Following year of treatment, Waikapu boy is doing well
Slowly, 7-year-old Xander Munson’s life is getting back to normal.
After more than a year of undergoing treatment for a cancerous brain tumor, the Waikapu boy is in remission. His hair has grown back, and he is able to ride his bike and play video games, like any other youngster.
Now, the 2nd-grader from Pomaikai Elementary School is looking forward to seeing his old friends from Kapi’olani Medical Center for Women & Children on Oahu who treat him like family, said his mother, Jena Dando.
Munson and his family will be cheering on participants and reunite with Kapi’olani officials at Saturday’s 2013 Hyundai Hope on Wheels 5K Run/Walk at Whalers Village in Kaanapali.
Beginning at 7 a.m., the event aims to raise awareness and funds for pediatric cancer research and programs serving children battling cancer in Hawaii, such as those at Kapi’olani.
Hope on Wheels will award a $75,000 Hyundai Scholar Grant to Kapio’lani along with the net proceeds raised at the event. The fundraiser also will benefit a partnership between Maui Memorial Medical Center, Kapi’olani and the Hawaii Cord Blood Bank to support cancer research in Hawaii.
Online registration continues today at www.hyundairun4hope.org. It costs $35 for adults. Children ages 2 to 12 can participate for a discounted rate of $10, which includes participation in the Bubba Gump Shrimp Co. Keiki Sprint prior to the run. Runners receive a race T-shirt and other items.
Participants can register on-site the day of the race.
The benefit run coincides with Hyundai’s Tournament of Champions professional golf tournament, which begins today at the Kapalua Plantation Course.
“Our thanks go out to the Hyundai dealers, the company, and to Hyundai Hope On Wheels for their continued support of our institution,” said Martha Smith, chief operating officer at Kapio’lani. “Community support like theirs is essential in helping us provide exceptional and comprehensive care to families across the state of Hawaii and the Pacific.”
Dando said she is pleased to help Kapi’olani and others in the childhood cancer fight, noting that the hospital played “such as big role in what we went through.”
In April 2011, Xander complained about double vision and the next day his right eye pulled inward, making him look cockeyed. Three days later, he was flown to Kapi’olani and days after he had brain surgery to remove a cancerous tumor.
“Kapi’olani is very on it,” Dando said. “They always make sure you are informed of what is going on. It’s just really positive, (they) make sure we understand everything.”
She called the whole staff from the doctors to those who monitor the children’s playroom as “real loving and real receptive.”
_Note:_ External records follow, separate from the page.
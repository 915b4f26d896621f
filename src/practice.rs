//! Practice sprees: a run of generated problems for one pattern

use serde::{Deserialize, Serialize};

/// Default number of problems in a spree
pub const DEFAULT_SPREE_GOAL: u32 = 5;

/// Unreadable problems in a row before a spree gives up
pub const MAX_UNREADABLE_IN_A_ROW: u32 = 3;

/// Progress through a spree
#[derive(Debug, Clone, PartialEq, Eq, Serialize, Deserialize)]
pub struct PracticeSpree {
    pub pattern: String,
    pub goal: u32,
    pub answered: u32,
    pub correct: u32,
    /// Questions already asked, sent back so they are not repeated
    pub asked: Vec<String>,
    #[serde(default)]
    pub unreadable_in_a_row: u32,
}

impl PracticeSpree {
    #[must_use]
    pub fn new(pattern: impl Into<String>, goal: u32) -> Self {
        Self {
            pattern: pattern.into(),
            goal: goal.max(1),
            answered: 0,
            correct: 0,
            asked: Vec::new(),
            unreadable_in_a_row: 0,
        }
    }

    /// Remember a question that was shown
    pub fn record_question(&mut self, question: &str) {
        self.unreadable_in_a_row = 0;
        self.asked.push(question.to_string());
    }

    /// Count a problem the tutor returned in an unreadable form
    pub fn record_unreadable(&mut self) {
        self.unreadable_in_a_row += 1;
        if self.gave_up() {
            tracing::warn!(
                pattern = %self.pattern,
                attempts = self.unreadable_in_a_row,
                "practice spree abandoned after unreadable problems"
            );
        }
    }

    /// Too many unreadable problems in a row
    #[must_use]
    pub const fn gave_up(&self) -> bool {
        self.unreadable_in_a_row >= MAX_UNREADABLE_IN_A_ROW
    }

    /// Grade an answer against the expected one and count it
    pub fn record_answer(&mut self, expected: &str, given: &str) -> bool {
        let ok = answers_match(expected, given);
        self.answered += 1;
        if ok {
            self.correct += 1;
        }
        tracing::debug!(
            pattern = %self.pattern,
            answered = self.answered,
            correct = self.correct,
            ok,
            "practice answer recorded"
        );
        ok
    }

    #[must_use]
    pub const fn is_finished(&self) -> bool {
        self.answered >= self.goal || self.gave_up()
    }

    #[must_use]
    pub const fn remaining(&self) -> u32 {
        self.goal.saturating_sub(self.answered)
    }
}

/// Compare answers ignoring whitespace, punctuation and ASCII case
#[must_use]
pub fn answers_match(expected: &str, given: &str) -> bool {
    let norm = |s: &str| -> String {
        s.chars()
            .filter(|c| !c.is_whitespace() && !is_punctuation(*c))
            .flat_map(char::to_lowercase)
            .collect()
    };
    let expected = norm(expected);
    !expected.is_empty() && expected == norm(given)
}

fn is_punctuation(c: char) -> bool {
    c.is_ascii_punctuation() || "。，、！？；：“”‘’（）《》…—·".contains(c)
}

#[cfg(test)]
mod tests {
    use super::*;

    #[test]
    fn punctuation_and_spacing_ignored() {
        assert!(answers_match("我是坐火车来的。", "我是坐火车来的"));
        assert!(answers_match("我是坐火车来的。", " 我是 坐火车来的！"));
        assert!(answers_match("Hello, world", "hello world"));
        assert!(!answers_match("我是坐火车来的。", "我坐火车来了"));
        assert!(!answers_match("。", ""));
    }

    #[test]
    fn spree_finishes_at_goal() {
        let mut spree = PracticeSpree::new("把", 2);
        spree.record_question("Q1");
        assert!(spree.record_answer("请把门关上", "请把门关上。"));
        assert_eq!(spree.remaining(), 1);
        assert!(!spree.is_finished());

        spree.record_question("Q2");
        assert!(!spree.record_answer("我把作业做完了", "不知道"));
        assert!(spree.is_finished());
        assert_eq!(spree.correct, 1);
        assert_eq!(spree.asked, vec!["Q1", "Q2"]);
    }

    #[test]
    fn unreadable_streak_ends_spree() {
        let mut spree = PracticeSpree::new("把", 5);
        spree.record_unreadable();
        spree.record_unreadable();
        spree.record_question("Q1");
        assert_eq!(spree.unreadable_in_a_row, 0);

        for _ in 0..MAX_UNREADABLE_IN_A_ROW {
            assert!(!spree.is_finished());
            spree.record_unreadable();
        }
        assert!(spree.gave_up());
        assert!(spree.is_finished());
        assert_eq!(spree.answered, 0);
    }

    #[test]
    fn zero_goal_is_raised_to_one() {
        assert_eq!(PracticeSpree::new("被", 0).goal, 1);
    }
}
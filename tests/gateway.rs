//! Tutor API gateway integration tests
//!
//! Time is paused so backoff and timeout durations are exact.

use std::sync::Arc;
use std::time::Duration;

use serde_json::json;
use tokio::time::Instant;

use hanzi_deck::gateway::{Action, Backoff, RetryPolicy};
use hanzi_deck::Error;

mod common;
use common::{MockTransport, Reply, error_reply, gateway, text_reply};

#[tokio::test(start_paused = true)]
async fn test_two_server_errors_then_success() {
    let transport = Arc::new(MockTransport::new([
        error_reply(500, "overloaded"),
        error_reply(500, "overloaded"),
        text_reply("你好"),
    ]));
    let gateway = gateway(&transport);

    let start = Instant::now();
    let response = gateway
        .call(Action::Translate, json!({ "text": "hello" }))
        .await
        .unwrap();

    assert_eq!(transport.calls(), 3);
    assert_eq!(start.elapsed(), Duration::from_millis(3000));
    assert_eq!(
        hanzi_deck::gateway::response_text(&response).as_deref(),
        Some("你好")
    );
}

#[tokio::test(start_paused = true)]
async fn test_timeout_exhausts_retries() {
    let transport = Arc::new(MockTransport::new([]).with_fallback(Reply::Pending));
    let gateway = gateway(&transport);

    let start = Instant::now();
    let err = gateway
        .call(Action::Chat, json!({ "message": "在吗" }))
        .await
        .unwrap_err();

    assert!(matches!(err, Error::Timeout));
    assert_eq!(transport.calls(), 3);
    // three 25s attempts and two 1.5s pauses
    assert_eq!(start.elapsed(), Duration::from_millis(78_000));
}

#[tokio::test(start_paused = true)]
async fn test_client_error_is_not_retried() {
    let transport = Arc::new(MockTransport::new([error_reply(400, "bad action")]));
    let gateway = gateway(&transport);

    let err = gateway
        .call(Action::CorrectWriting, json!({ "text": "" }))
        .await
        .unwrap_err();

    match err {
        Error::Server { status, message } => {
            assert_eq!(status, 400);
            assert_eq!(message, "bad action");
        }
        other => panic!("unexpected error: {other}"),
    }
    assert_eq!(transport.calls(), 1);
}

#[tokio::test(start_paused = true)]
async fn test_network_error_is_retried() {
    let transport = Arc::new(MockTransport::new([Reply::NetworkError, text_reply("ok")]));
    let gateway = gateway(&transport);

    tokio_test::assert_ok!(gateway.call(Action::Translate, json!({})).await);
    assert_eq!(transport.calls(), 2);
}

#[tokio::test(start_paused = true)]
async fn test_tts_gets_single_retry() {
    let transport = Arc::new(MockTransport::new([]).with_fallback(error_reply(503, "busy")));
    let gateway = gateway(&transport);

    let err = gateway
        .call(Action::TextToSpeech, json!({ "text": "你好" }))
        .await
        .unwrap_err();

    assert!(matches!(err, Error::Server { status: 503, .. }));
    assert_eq!(transport.calls(), 2);
}

#[tokio::test(start_paused = true)]
async fn test_custom_policy_is_honoured() {
    let transport = Arc::new(MockTransport::new([]).with_fallback(Reply::Pending));
    let gateway = gateway(&transport).with_policy(RetryPolicy {
        max_retries: 1,
        timeout: Duration::from_secs(5),
        backoff: Backoff::Fixed(Duration::from_secs(2)),
    });

    let start = Instant::now();
    let err = gateway.call(Action::Translate, json!({})).await.unwrap_err();

    assert!(matches!(err, Error::Timeout));
    assert_eq!(transport.calls(), 2);
    assert_eq!(start.elapsed(), Duration::from_secs(12));
}

#[tokio::test(start_paused = true)]
async fn test_request_body_carries_action() {
    let transport = Arc::new(MockTransport::new([text_reply("x")]));
    let gateway = gateway(&transport);

    tokio_test::assert_ok!(
        gateway
            .call(Action::GetCharacterInfo, json!({ "character": "好" }))
            .await
    );

    assert_eq!(
        transport.last_body(),
        json!({ "action": "get-character-info", "character": "好" })
    );
}
//! Error types for hanzi-deck

use thiserror::Error;

/// Result type alias for hanzi-deck operations
pub type Result<T> = std::result::Result<T, Error>;

/// Reason a speech recognition session failed
#[derive(Debug, Clone, Copy, PartialEq, Eq)]
pub enum RecognitionErrorKind {
    /// Microphone permission was denied
    NotAllowed,
    /// No speech was heard before the engine gave up
    NoSpeech,
    /// Audio capture device failed or is missing
    AudioCapture,
    /// Recognition service could not be reached
    Network,
    /// Session was aborted by the engine
    Aborted,
    /// Any other engine-reported failure
    Other,
}

impl RecognitionErrorKind {
    /// Parse an engine-reported error code
    #[must_use]
    pub fn from_code(code: &str) -> Self {
        match code {
            "not-allowed" | "service-not-allowed" => Self::NotAllowed,
            "no-speech" => Self::NoSpeech,
            "audio-capture" => Self::AudioCapture,
            "network" => Self::Network,
            "aborted" => Self::Aborted,
            _ => Self::Other,
        }
    }

    /// Message shown to the user for this failure
    #[must_use]
    pub const fn user_message(self) -> &'static str {
        match self {
            Self::NotAllowed => {
                "Microphone access was denied. Allow microphone access and try again."
            }
            Self::NoSpeech => "No speech was detected. Please try again.",
            Self::AudioCapture => "No microphone was found.",
            Self::Network => "Speech recognition needs a network connection.",
            Self::Aborted => "Speech recognition was interrupted.",
            Self::Other => "Speech recognition failed.",
        }
    }
}

impl std::fmt::Display for RecognitionErrorKind {
    fn fmt(&self, f: &mut std::fmt::Formatter<'_>) -> std::fmt::Result {
        let code = match self {
            Self::NotAllowed => "not-allowed",
            Self::NoSpeech => "no-speech",
            Self::AudioCapture => "audio-capture",
            Self::Network => "network",
            Self::Aborted => "aborted",
            Self::Other => "other",
        };
        f.write_str(code)
    }
}

/// Errors that can occur in hanzi-deck
#[derive(Debug, Error)]
pub enum Error {
    /// Configuration error
    #[error("configuration error: {0}")]
    Config(String),

    /// Tutor API did not answer within the request timeout
    #[error("request timed out")]
    Timeout,

    /// Tutor API answered with a failure status
    #[error("server error {status}: {message}")]
    Server {
        /// HTTP status code
        status: u16,
        /// Message supplied by the server
        message: String,
    },

    /// Tutor API could not be reached
    #[error("network error: {0}")]
    Network(String),

    /// Response text did not contain the expected structure
    #[error("parse error: {0}")]
    Parse(String),

    /// Audio could not be decoded or played
    #[error("playback error: {0}")]
    Playback(String),

    /// Playback was stopped before it finished
    #[error("playback stopped")]
    PlaybackStopped,

    /// Speech recognition failed
    #[error("recognition error: {kind}")]
    Recognition {
        /// Classified engine failure
        kind: RecognitionErrorKind,
    },

    /// Pattern not found in the bundled dataset
    #[error("pattern not found: {0}")]
    PatternNotFound(String),

    /// IO error
    #[error("io error: {0}")]
    Io(#[from] std::io::Error),

    /// HTTP error
    #[error("http error: {0}")]
    Http(#[from] reqwest::Error),

    /// Serialization error
    #[error("serialization error: {0}")]
    Serialization(#[from] serde_json::Error),

    /// TOML parsing error
    #[error("toml error: {0}")]
    Toml(#[from] toml::de::Error),

    /// Database error
    #[error("database error: {0}")]
    Database(String),

    /// `SQLite` error
    #[error("sqlite error: {0}")]
    Sqlite(#[from] rusqlite::Error),
}

impl Error {
    /// Whether a failed tutor call may succeed if sent again
    #[must_use]
    pub fn is_retryable(&self) -> bool {
        match self {
            Self::Timeout | Self::Network(_) | Self::Http(_) => true,
            Self::Server { status, .. } => crate::gateway::is_retryable_status(*status),
            _ => false,
        }
    }

    /// Whether this error came from an explicit playback stop
    ///
    /// Sequential playback treats this as a normal way to end.
    #[must_use]
    pub const fn is_stopped(&self) -> bool {
        matches!(self, Self::PlaybackStopped)
    }

    /// Message suitable for showing to the user
    #[must_use]
    pub fn user_message(&self) -> String {
        match self {
            Self::Timeout => "The tutor took too long to answer. Please try again.".to_string(),
            Self::Server { message, .. } => format!("The tutor reported an error: {message}"),
            Self::Network(_) | Self::Http(_) => {
                "Could not reach the tutor. Check your connection.".to_string()
            }
            Self::Recognition { kind } => kind.user_message().to_string(),
            Self::Playback(msg) => format!("Could not play audio: {msg}"),
            other => other.to_string(),
        }
    }
}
Xander has undergone radiation and chemotherapy.
While at Kapi’olani, Dando was able to sleep in Xander’s hospital room when he was having his treatments, alleviating a need for her to find a place to stay.
Although those treatments are now behind them, Dando said Xander periodically has to go back to Kapi’olani for follow-up visits, but nurses and staff members remember him.
“He feels so good too when they remember him,” Dando said.
Xander said he was looking forward to Saturday so he can see everyone, especially Tucker, the golden retriever animal-assisted therapy dog that he got to know while at the hospital.
Even though Xander’s cancer changed his and his family’s life, Dando said her son has taken it well.
“He’s very easy-going, very mellow,” she said.
Dando said that when Xander would go to Oahu for treatment at Kapi’olani and Queen’s Medical Center, he would joke that it would be a vacation from his 8-year-old brother Xavier.
Dando said that while Xander’s energy is OK and he is no longer losing weight, he still loses his balance at times and doctors need to monitor his hearing, because those are two side effects of the treatments.
He still needs to get his appetite back. He weighs only 49 pounds, and his goal weight is 57 pounds.